Here’s the plan for Stan core development that Bob presented at Stancon last week (that is, back at the end of August, 2018):

Part I. Rear-View Mirror

Stan 2.18 Released
Multi-core Processing has Landed!
Multi-Process Parallelism
Map Function
New Built-in Functions
Manuals to HTML
Improved Effective Sample Size
Foreach Loops
Data-qualified Arguments
Bug Fixes and Enhancements
Math Library Enhancements
CmdStan Enhancements

Part II. The Road in Front

GPU Support
GPU Speedup, Cholesky (40+ times)
PDEs, DAEs & Definite Integrals
Tuples (i.e., Product Types)
Ragged Arrays
Lambdas and Function Types
Independent Generated Quants
Adjoint-Jacobian Product Functor
Mass Matrix/Step Size Init
Variadic Functions, not Packing

Part III. The Longer Road

Faster Compile Times
Blockless Stan Language
Blockless Linear Regression
Non-Centered Normal Module
Protocol Buffer I/O
Logging Standards

We have lots more plans, but these are the specific items on the agenda for the Stan language.

By the time this post appears, we can report on what in the above list has already been done, what else has been done, and what’s planned for next steps.

P.S. Follow the link and you can watch all the talks from Stancon.

5 thoughts on “The Stan Core Roadmap

  1. This is a great summary of recent changes. I really need to get around to watching more of those videos…

    I have much more experience with rstan than any other interface. I know that Stan has a cmdstan interface that you could theoretically call within all kinds of different programming languages. However, I understand there is some kind of overhead here. Is it possible to only use stan with C++ and no additional overhead?

  2. CmdStan basically calls the C++ with no overhead other than the I/O required to get data in and draws out. So while you can run directly in C++ (reading the CmdStan code’s the easiest way to see how to do that), there’s really nothing to be gained unless you need to interface with other C++.

    The overhead caused by RStan vs. CmdStan is minimal until you start running up against memory limitations. I’m not sure if PyStan is measurably slower than CmdStan or not.

    • I was thinking of the I/O as the overhead, but it’s been a while since I’ve thought of cmdstan (after posting I looked on the groups and remembered I had asked about it like 2-3 years ago, so to some extent I haven’t learned much in that time…).

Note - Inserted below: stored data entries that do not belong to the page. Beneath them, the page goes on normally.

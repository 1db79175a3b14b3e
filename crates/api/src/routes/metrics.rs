//! Prometheus scrape endpoint.

use axum::extract::State;
use axum::http::header::CONTENT_TYPE;
use axum::response::IntoResponse;
use metrics_exporter_prometheus::PrometheusHandle;

const PROMETHEUS_TEXT: &str = "text/plain; version=0.0.4; charset=utf-8";

/// GET /metrics — saga, compensation and connector metrics in text format.
pub async fn get(State(handle): State<PrometheusHandle>) -> impl IntoResponse {
    ([(CONTENT_TYPE, PROMETHEUS_TEXT)], handle.render())
}
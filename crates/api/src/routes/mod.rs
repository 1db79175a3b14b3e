pub mod health;
pub mod merchants;
pub mod metrics;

      My typical workflow in rstan (the same as most other people, I imagine) is to load some data in memory, process it, and then call the stan function on it and then do whatever analysis afterward I need to. My understanding with cmdstan is that if I were doing all this in C++, then after processing it I would need to save it to a file, then call cmdstan on it, and then use I/O to get the draws out to do analysis. My issue with this is, particularly on the first part, what if I have some big data set, say bigger than 100MB in memory in R, and want to run stan on it. Or what if I want to do a lot of stan runs on a part of that large data set. The I/O slowdown becomes more of a negative the bigger the dataset or the more times you need to run the sampler.

  3. We’ve added a slick new location/scale transform not on the roadmap. And the transpiler is nearly complete in OCaml, which will open the road to the new language changes (plus compiler optimizations and lint [pedantic] mode).

    GPU is plugging along and should be out in 2.19 (because 2.19 is essentially coming out when GPU is ready). There’s progress on the definite integrator and on the algebraic solver (the latter not listed). Mass matrix init is done in CmdStan and standalone generated quantities are nearly done.